Facebook friend (and New Yorker writer) Susan Orlean is up at the Macdowell Colony, I think, if I’m following the “updates” properly… Mcdowell being one of those places where writers go to be surrounded by absolute quiet and to focus on their work. This got me thinking about my own writing-space, which is funny because on one level, I already live in a place some would consider idyllic for writing– a house by a lake in rural Maine. (Although the presence of teenage boys who come in and out of the house at random, leaving a trail of pizza slices, Dunkin Munchkins and bowls of cereal does make it a somewhat different environment from, say, Macdowell, or Yaddo, and more akin to, say, a Zits cartoon.) There are plenty of times the isolation of a place like Macdowell has seemed extremely appealing to me–but the place itself feels awfully like the one I’m already in.

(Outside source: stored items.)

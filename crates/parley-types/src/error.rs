use thiserror::Error;

/// Errors from the REST persistence collaborator.
///
/// Every variant is a failure of a durable write or read: callers roll back
/// the matching optimistic mutation and show `user_message()`.
#[derive(Debug, Clone, PartialEq, Eq, Error)]
pub enum ApiError {
    /// No credential available, or the server rejected it (401/403).
    /// Carries the server's `{error}` text when it sent one.
    #[error("not authenticated")]
    Unauthorized(Option<String>),

    #[error("not found")]
    NotFound,

    /// Any other non-2xx status. `message` comes from the `{error}` body when present.
    #[error("request failed with status {status}: {message}")]
    Status { status: u16, message: String },

    #[error("network error: {0}")]
    Network(String),

    #[error("invalid response: {0}")]
    Decode(String),
}

impl ApiError {
    /// Text suitable for showing to the user.
    pub fn user_message(&self) -> String {
        match self {
            ApiError::Unauthorized(Some(message)) => message.clone(),
            ApiError::Unauthorized(None) => {
                "You are signed out. Sign in again and retry.".to_string()
            }
            ApiError::NotFound => "That item no longer exists.".to_string(),
            ApiError::Status { message, .. } => message.clone(),
            ApiError::Network(_) => "Could not reach the server. Retry or reload.".to_string(),
            ApiError::Decode(_) => "The server sent an unexpected response.".to_string(),
        }
    }
}

/// Errors from the push channel.
///
/// Only handshake errors ever reach a caller; mid-session errors are logged
/// by the connection driver and answered with reconnection.
#[derive(Debug, Clone, PartialEq, Eq, Error)]
pub enum PushError {
    /// The handshake was rejected as unauthorized (401/403).
    #[error("push handshake rejected: unauthorized")]
    Unauthorized,

    #[error("push handshake failed: {0}")]
    Handshake(String),

    #[error("push transport error: {0}")]
    Transport(String),

    /// A frame could not be encoded or decoded. The link stays usable.
    #[error("malformed push frame: {0}")]
    Frame(String),

    #[error("push connection closed")]
    Closed,
}

impl PushError {
    /// Whether reconnecting with a fresh credential could possibly help.
    pub fn is_recoverable(&self) -> bool {
        !matches!(self, PushError::Unauthorized)
    }
}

I have always laughed a little bit at the idea of writers creating their work in idyllic surroundings. There used to be a TV commercial, in fact, which showed some young woman quitting her job in New York, and winding up (within the span of 60 seconds, and after buying some product), at the end of a dock in a place like Maine. The last thing we see of her is her typing the words CHAPTER ONE. As if, well! That solves THAT.
For most of my professional life as a writer I have worked in windowless caves, by choice. The idea of sitting by a lovely lake at the end of a dock seems to me like the worst possible thing for a writer to do, because of course, then you’d be thinking about that lovely lake, instead of the story. When I give myself in to the world of the story, my surroundings disappear. Even I disappear a little bit. A sentiment which led to a recent Facebook line of my own: “When i am writing, I am nine feet tall, and blue, and living in an imaginary world. When you interrupt me, and bring me back to this world? I am back in a wheelchair, gasping for breath.”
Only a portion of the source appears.